[[ RECORDS TO PROCESS open ]]

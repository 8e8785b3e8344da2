//! Named booster presets.
//!
//! Lookups never fail: an unknown name logs a diagnostic and yields the
//! default preset so a typo in level data cannot stall a race.
use rand::Rng;
use serde::{Deserialize, Serialize};
use std::sync::OnceLock;

use crate::EffectHandle;
use crate::config::{require_non_negative, validate_color, validate_tuning};
use crate::error::{ConfigError, Diagnostic};
use crate::math::Rgba;
use crate::trigger::TriggerInstance;

const DEFAULT_BOOSTER_TYPES: &str = include_str!("../data/booster_types.json");

#[derive(Debug, Clone, PartialEq, Serialize, Deserialize)]
pub struct BoosterType {
    pub name: String,
    pub multiplier: f32,
    pub duration: f32,
    pub force: f32,
    pub cooldown: f32,
    #[serde(default)]
    pub color: Rgba,
    #[serde(default)]
    pub description: String,
    #[serde(default)]
    pub sound: Option<EffectHandle>,
    #[serde(default)]
    pub particles: Option<EffectHandle>,
}

impl BoosterType {
    /// # Errors
    ///
    /// Returns the first tuning or color value a trigger could not honour.
    pub fn validate(&self) -> Result<(), ConfigError> {
        validate_tuning(self.multiplier, self.duration, self.force)?;
        require_non_negative("trigger.cooldown_seconds", self.cooldown)?;
        validate_color(self.color)
    }

    fn speed_boost() -> Self {
        Self {
            name: "Speed Boost".to_string(),
            multiplier: 2.0,
            duration: 3.0,
            force: 5000.0,
            cooldown: 1.0,
            color: Rgba::CYAN,
            description: "Raises the kart's top speed for 3 seconds".to_string(),
            sound: None,
            particles: None,
        }
    }
}

#[derive(Debug, Clone, PartialEq, Serialize, Deserialize)]
struct CatalogDoc {
    #[serde(default)]
    types: Vec<BoosterType>,
}

/// Ordered preset list; the first entry is the fallback.
#[derive(Debug, Clone, PartialEq)]
pub struct TypeCatalog {
    default: BoosterType,
    types: Vec<BoosterType>,
}

impl Default for TypeCatalog {
    fn default() -> Self {
        Self::default_catalog().clone()
    }
}

impl TypeCatalog {
    /// Build from a preset list. An empty list falls back to the built-in
    /// Speed Boost so lookups always have something to return.
    #[must_use]
    pub fn new(types: Vec<BoosterType>) -> Self {
        let types = if types.is_empty() {
            vec![BoosterType::speed_boost()]
        } else {
            types
        };
        let default = types
            .first()
            .cloned()
            .unwrap_or_else(BoosterType::speed_boost);
        Self { default, types }
    }

    /// # Errors
    ///
    /// Returns an error if the JSON cannot be parsed into a catalog or a
    /// preset fails [`BoosterType::validate`].
    pub fn from_json(json: &str) -> Result<Self, ConfigError> {
        let doc: CatalogDoc =
            serde_json::from_str(json).map_err(|e| ConfigError::Parse(e.to_string()))?;
        for preset in &doc.types {
            preset.validate()?;
        }
        Ok(Self::new(doc.types))
    }

    #[must_use]
    pub fn load_from_static() -> Self {
        Self::from_json(DEFAULT_BOOSTER_TYPES).unwrap_or_else(|_| Self::new(Vec::new()))
    }

    #[must_use]
    pub fn default_catalog() -> &'static Self {
        static CATALOG: OnceLock<TypeCatalog> = OnceLock::new();
        CATALOG.get_or_init(Self::load_from_static)
    }

    #[must_use]
    pub const fn default_type(&self) -> &BoosterType {
        &self.default
    }

    /// Preset called `name`, or the default preset with a logged diagnostic.
    #[must_use]
    pub fn by_name(&self, name: &str) -> &BoosterType {
        if let Some(found) = self.types.iter().find(|t| t.name == name) {
            return found;
        }
        let diagnostic = Diagnostic::UnknownPresetName {
            name: name.to_string(),
            fallback: self.default.name.clone(),
        };
        log::warn!("{diagnostic}");
        &self.default
    }

    /// Uniformly random preset.
    #[must_use]
    pub fn random<R>(&self, rng: &mut R) -> &BoosterType
    where
        R: Rng + ?Sized,
    {
        if self.types.is_empty() {
            return &self.default;
        }
        let index = rng.gen_range(0..self.types.len());
        self.types.get(index).unwrap_or(&self.default)
    }

    /// Stamp a preset's tuning and presentation onto `trigger`.
    pub fn apply(&self, trigger: &mut TriggerInstance, preset: &BoosterType) {
        trigger.adopt_type(preset);
        log::debug!("{} now uses preset '{}'", trigger.id(), preset.name);
    }

    #[must_use]
    pub fn names(&self) -> Vec<&str> {
        self.types.iter().map(|t| t.name.as_str()).collect()
    }

    /// Description of `name`, falling back like [`TypeCatalog::by_name`].
    #[must_use]
    pub fn description(&self, name: &str) -> &str {
        &self.by_name(name).description
    }

    pub fn iter(&self) -> std::slice::Iter<'_, BoosterType> {
        self.types.iter()
    }

    #[must_use]
    pub fn len(&self) -> usize {
        self.types.len()
    }

    #[must_use]
    pub fn is_empty(&self) -> bool {
        self.types.is_empty()
    }
}

impl<'a> IntoIterator for &'a TypeCatalog {
    type Item = &'a BoosterType;
    type IntoIter = std::slice::Iter<'a, BoosterType>;

    fn into_iter(self) -> Self::IntoIter {
        self.iter()
    }
}
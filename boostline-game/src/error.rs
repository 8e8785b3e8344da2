//! Error taxonomy for the effect engine.
//!
//! Nothing here is fatal to a running simulation: every failure degrades to
//! "no effect applied". [`Diagnostic`] values are only ever logged.
use thiserror::Error;

use crate::vehicle::VehicleId;

/// Refusals raised by a vehicle effect slot.
#[derive(Debug, Clone, Copy, Error, PartialEq, Eq)]
pub enum EffectError {
    #[error("an effect is already active on this vehicle")]
    AlreadyActive,
    #[error("effect stack is full ({depth} active)")]
    StackLimit { depth: usize },
}

/// Refusals raised by the trigger registry.
#[derive(Debug, Clone, Error, PartialEq)]
pub enum RegistryError {
    #[error("trigger capacity exceeded (max {max})")]
    CapacityExceeded { max: usize },
    #[error("trigger ids exhausted")]
    IdsExhausted,
    #[error("invalid trigger tuning: {0}")]
    InvalidConfig(#[from] ConfigError),
}

/// Errors raised when configuration invariants are violated.
#[derive(Debug, Clone, Error, PartialEq)]
pub enum ConfigError {
    #[error("{field} must be at least {min:.2} (got {value:.2})")]
    MinViolation {
        field: &'static str,
        min: f32,
        value: f32,
    },
    #[error("{field} must be between {min:.2} and {max:.2} (got {value:.2})")]
    RangeViolation {
        field: &'static str,
        min: f32,
        max: f32,
        value: f32,
    },
    #[error("{field} minimum {min:.2} exceeds maximum {max:.2}")]
    InvertedBounds {
        field: &'static str,
        min: f32,
        max: f32,
    },
    #[error("JSON parse error: {0}")]
    Parse(String),
}

/// Degraded paths that are reported through `log` and never propagated.
#[derive(Debug, Clone, Error, PartialEq, Eq)]
pub enum Diagnostic {
    #[error("booster type '{name}' not found, using default '{fallback}'")]
    UnknownPresetName { name: String, fallback: String },
    #[error("vehicle {vehicle} has no {what}; side effect skipped")]
    MissingCollaborator {
        what: &'static str,
        vehicle: VehicleId,
    },
}
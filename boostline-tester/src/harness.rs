use anyhow::{Result, bail, ensure};
use boostline_game::recording::ImpulseLog;
use boostline_game::{
    ColliderRef, ContactOutcome, EffectEngine, EngineConfig, EngineEvent, PresentationTarget,
    RecordingBody, RecordingPresentation, TriggerConfig, TriggerId, Vec3, VehicleId, VisualState,
};
use serde::Serialize;
use std::collections::{BTreeMap, HashMap};

pub type Engine = EffectEngine<HashMap<ColliderRef, VehicleId>, RecordingPresentation>;

/// Counters gathered over one scenario run.
#[derive(Debug, Clone, Copy, Default, PartialEq, Serialize)]
pub struct RunSummary {
    pub ticks: usize,
    pub contacts: usize,
    pub commits: usize,
    pub events: usize,
    pub sim_seconds: f64,
}

/// An engine wired to recording collaborators, stepped at a fixed `dt` with
/// invariant checks after every step.
pub struct Harness {
    pub engine: Engine,
    pub fx: RecordingPresentation,
    impulses: BTreeMap<VehicleId, ImpulseLog>,
    colliders: BTreeMap<VehicleId, ColliderRef>,
    dt: f64,
    verbose: bool,
    summary: RunSummary,
}

impl Harness {
    pub fn new(dt: f64, verbose: bool) -> Result<Self> {
        Self::with_config(EngineConfig::default(), dt, verbose)
    }

    pub fn with_config(config: EngineConfig, dt: f64, verbose: bool) -> Result<Self> {
        ensure!(dt.is_finite() && dt > 0.0, "time step must be positive (got {dt})");
        let fx = RecordingPresentation::default();
        let engine = EffectEngine::with_config(
            config,
            boostline_game::TypeCatalog::default_catalog().clone(),
            HashMap::new(),
            fx.clone(),
        )?;
        Ok(Self {
            engine,
            fx,
            impulses: BTreeMap::new(),
            colliders: BTreeMap::new(),
            dt,
            verbose,
            summary: RunSummary::default(),
        })
    }

    pub const fn summary(&self) -> RunSummary {
        self.summary
    }

    /// Spawn a kart with a recording body and register its root collider.
    pub fn kart(&mut self) -> Result<VehicleId> {
        let body = RecordingBody::default();
        let log = body.log();
        let Some(id) = self.engine.spawn_vehicle(Some(Box::new(body))) else {
            bail!("no vehicle ids left");
        };
        let collider = ColliderRef(u64::from(id.0) * 100);
        self.engine.lookup_mut().insert(collider, id);
        self.impulses.insert(id, log);
        self.colliders.insert(id, collider);
        Ok(id)
    }

    pub fn trigger(&mut self, config: &TriggerConfig) -> Result<TriggerId> {
        Ok(self.engine.create_trigger(config, Vec3::ZERO)?)
    }

    pub fn collider(&self, kart: VehicleId) -> Result<ColliderRef> {
        match self.colliders.get(&kart) {
            Some(collider) => Ok(*collider),
            None => bail!("kart {kart} was never spawned"),
        }
    }

    pub fn contact(&mut self, trigger: TriggerId, kart: VehicleId) -> Result<ContactOutcome> {
        let collider = self.collider(kart)?;
        let outcome = self.engine.handle_contact(trigger, collider);
        self.summary.contacts += 1;
        if outcome.is_committed() {
            self.summary.commits += 1;
        }
        if self.verbose {
            println!(
                "    t={:.3} {trigger} x kart {kart}: {outcome:?}",
                self.engine.now()
            );
        }
        Ok(outcome)
    }

    pub fn throttle(&self, kart: VehicleId) -> Result<f32> {
        match self.engine.vehicle(kart) {
            Some(vehicle) => Ok(vehicle.parameters().current_throttle_ceiling()),
            None => bail!("kart {kart} is not on the track"),
        }
    }

    pub fn impulses(&self, kart: VehicleId) -> Vec<(Vec3, f32)> {
        self.impulses
            .get(&kart)
            .map(|log| log.borrow().clone())
            .unwrap_or_default()
    }

    /// One fixed step, or less if that would pass `limit`.
    pub fn step(&mut self, limit: f64) -> Result<Vec<EngineEvent>> {
        let now = self.engine.now();
        let until = (now + self.dt).min(limit.max(now));
        let events = self.engine.advance_to(until);
        self.summary.ticks += 1;
        self.summary.events += events.len();
        self.summary.sim_seconds = until;
        for event in &events {
            log::debug!("{event:?}");
        }
        self.check_invariants()?;
        Ok(events)
    }

    /// Step until the clock reads exactly `t`.
    pub fn run_until(&mut self, t: f64) -> Result<Vec<EngineEvent>> {
        let mut events = Vec::new();
        while self.engine.now() < t {
            events.extend(self.step(t)?);
        }
        Ok(events)
    }

    pub fn run_for(&mut self, seconds: f64) -> Result<Vec<EngineEvent>> {
        let target = self.engine.now() + seconds;
        self.run_until(target)
    }

    /// Engine-wide properties that must hold after every step.
    pub fn check_invariants(&self) -> Result<()> {
        let now = self.engine.now();
        let max_depth = self.engine.config().stack.max_depth;
        for vehicle in self.engine.vehicles() {
            let slot = vehicle.slot();
            ensure!(
                slot.depth() <= max_depth,
                "t={now:.3}: vehicle {} stacked {} deep (max {max_depth})",
                vehicle.id(),
                slot.depth()
            );
            if !slot.is_active() {
                ensure!(
                    vehicle.parameters().is_at_base(),
                    "t={now:.3}: vehicle {} idle but not at base: {:?}",
                    vehicle.id(),
                    vehicle.parameters()
                );
            }
            let auras = self
                .fx
                .running_on(PresentationTarget::Vehicle(vehicle.id()))
                .len();
            ensure!(
                auras == slot.depth(),
                "t={now:.3}: vehicle {} shows {auras} aura(s) for {} effect(s)",
                vehicle.id(),
                slot.depth()
            );
        }
        for trigger in self.engine.registry() {
            let state = trigger.visual_state();
            if state != VisualState::Active {
                ensure!(
                    !trigger.collider_enabled(),
                    "t={now:.3}: {} collider live while {}",
                    trigger.id(),
                    state.key()
                );
                let remaining = trigger
                    .cycle_timer()
                    .and_then(|handle| self.engine.timer_remaining(handle));
                ensure!(
                    remaining.is_some(),
                    "t={now:.3}: {} stuck in {} with no cycle timer",
                    trigger.id(),
                    state.key()
                );
            }
            if trigger.is_cooling_down() {
                let cooldown = f64::from(trigger.cooldown_seconds());
                let remaining = trigger
                    .cooldown_timer()
                    .and_then(|handle| self.engine.timer_remaining(handle));
                match remaining {
                    Some(left) => ensure!(
                        left <= cooldown + 1e-9,
                        "t={now:.3}: {} cooldown has {left:.3}s left of {cooldown:.3}s",
                        trigger.id()
                    ),
                    None => bail!(
                        "t={now:.3}: {} cooling down with no pending timer",
                        trigger.id()
                    ),
                }
            }
        }
        Ok(())
    }
}

#[cfg(test)]
mod tests {
    use super::*;

    #[test]
    fn run_until_lands_exactly_on_target() {
        let mut harness = Harness::new(0.1, false).unwrap();
        harness.run_until(1.05).unwrap();
        assert!((harness.engine.now() - 1.05).abs() <= f64::EPSILON);
        assert_eq!(harness.summary().ticks, 11);
    }

    #[test]
    fn zero_step_is_refused() {
        assert!(Harness::new(0.0, false).is_err());
        assert!(Harness::new(f64::NAN, false).is_err());
    }

    #[test]
    fn invariants_hold_through_a_full_cycle() {
        let mut harness = Harness::new(0.05, false).unwrap();
        let kart = harness.kart().unwrap();
        let booster = harness.trigger(&TriggerConfig::booster()).unwrap();
        harness.contact(booster, kart).unwrap();
        harness.check_invariants().unwrap();
        let trigger = harness.engine.trigger(booster).unwrap();
        assert!(trigger.cooldown_timer().is_some());
        assert!(trigger.cycle_timer().is_some());

        harness.run_until(7.0).unwrap();
        let trigger = harness.engine.trigger(booster).unwrap();
        assert!(trigger.cooldown_timer().is_none());
        assert!(trigger.cycle_timer().is_none());
        assert!(trigger.collider_enabled());
    }

    #[test]
    fn contacts_are_counted() {
        let mut harness = Harness::new(0.1, false).unwrap();
        let kart = harness.kart().unwrap();
        let booster = harness.trigger(&TriggerConfig::booster()).unwrap();
        assert!(harness.contact(booster, kart).unwrap().is_committed());
        assert!(!harness.contact(booster, kart).unwrap().is_committed());
        let summary = harness.summary();
        assert_eq!((summary.contacts, summary.commits), (2, 1));
        assert_eq!(harness.impulses(kart).len(), 1);
    }
}
//! Recording collaborators for tests, demos and the scenario tester.
//!
//! Both fakes share their log through `Rc<RefCell<..>>`, so a clone handed to
//! the engine can still be inspected by the caller afterwards.
use std::cell::RefCell;
use std::rc::Rc;

use crate::math::Vec3;
use crate::{EffectHandle, PhysicsBody, PresentationEffects, PresentationTarget};

#[derive(Debug, Clone, PartialEq)]
pub enum PresentationCall {
    Play(EffectHandle, PresentationTarget),
    Stop(EffectHandle, PresentationTarget),
}

#[derive(Debug, Clone, Default)]
pub struct RecordingPresentation {
    calls: Rc<RefCell<Vec<PresentationCall>>>,
}

impl RecordingPresentation {
    #[must_use]
    pub fn calls(&self) -> Vec<PresentationCall> {
        self.calls.borrow().clone()
    }

    #[must_use]
    pub fn plays(&self) -> usize {
        self.calls
            .borrow()
            .iter()
            .filter(|call| matches!(call, PresentationCall::Play(..)))
            .count()
    }

    #[must_use]
    pub fn stops(&self) -> usize {
        self.calls
            .borrow()
            .iter()
            .filter(|call| matches!(call, PresentationCall::Stop(..)))
            .count()
    }

    /// Handles started on `target` and not stopped since.
    #[must_use]
    pub fn running_on(&self, target: PresentationTarget) -> Vec<EffectHandle> {
        let mut running: Vec<EffectHandle> = Vec::new();
        for call in self.calls.borrow().iter() {
            match call {
                PresentationCall::Play(handle, at) if *at == target => running.push(handle.clone()),
                PresentationCall::Stop(handle, at) if *at == target => {
                    if let Some(index) = running.iter().position(|h| h == handle) {
                        running.remove(index);
                    }
                }
                _ => {}
            }
        }
        running
    }

    pub fn clear(&self) {
        self.calls.borrow_mut().clear();
    }
}

impl PresentationEffects for RecordingPresentation {
    fn play(&mut self, handle: &EffectHandle, target: PresentationTarget) {
        self.calls
            .borrow_mut()
            .push(PresentationCall::Play(handle.clone(), target));
    }

    fn stop(&mut self, handle: &EffectHandle, target: PresentationTarget) {
        self.calls
            .borrow_mut()
            .push(PresentationCall::Stop(handle.clone(), target));
    }
}

/// Impulses requested on a body: `(direction, magnitude)`.
pub type ImpulseLog = Rc<RefCell<Vec<(Vec3, f32)>>>;

#[derive(Debug, Clone)]
pub struct RecordingBody {
    forward: Vec3,
    impulses: ImpulseLog,
}

impl Default for RecordingBody {
    fn default() -> Self {
        Self::facing(Vec3::FORWARD)
    }
}

impl RecordingBody {
    #[must_use]
    pub fn facing(forward: Vec3) -> Self {
        Self {
            forward,
            impulses: Rc::default(),
        }
    }

    /// Shared handle to the impulse log.
    #[must_use]
    pub fn log(&self) -> ImpulseLog {
        Rc::clone(&self.impulses)
    }
}

impl PhysicsBody for RecordingBody {
    fn forward(&self) -> Vec3 {
        self.forward
    }

    fn apply_impulse(&mut self, direction: Vec3, magnitude: f32) {
        self.impulses.borrow_mut().push((direction, magnitude));
    }
}

#[cfg(test)]
mod tests {
    use super::*;
    use crate::vehicle::VehicleId;

    #[test]
    fn running_on_tracks_play_stop_pairs_per_target() {
        let mut fx = RecordingPresentation::default();
        let observer = fx.clone();
        let trail = EffectHandle::new("trail");
        let car = PresentationTarget::Vehicle(VehicleId(1));
        let other = PresentationTarget::Vehicle(VehicleId(2));

        fx.play(&trail, car);
        fx.play(&trail, other);
        assert_eq!(observer.running_on(car), vec![trail.clone()]);
        fx.stop(&trail, car);
        assert!(observer.running_on(car).is_empty());
        assert_eq!(observer.running_on(other).len(), 1);
        assert_eq!(observer.plays(), 2);
        assert_eq!(observer.stops(), 1);
    }
}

[[ RECORDS TO PROCESS closed ]]

Restate word for word only the lines running from the beginning of the data to the line holding "use crate::trigger::TriggerInstance;", both included.

TASK ANSWER
repository 8e8785b3e8344da2
//! Named booster presets.
//!
//! Lookups never fail: an unknown name logs a diagnostic and yields the
//! default preset so a typo in level data cannot stall a race.
use rand::Rng;
use serde::{Deserialize, Serialize};
use std::sync::OnceLock;

use crate::EffectHandle;
use crate::config::{require_non_negative, validate_color, validate_tuning};
use crate::error::{ConfigError, Diagnostic};
use crate::math::Rgba;
use crate::trigger::TriggerInstance;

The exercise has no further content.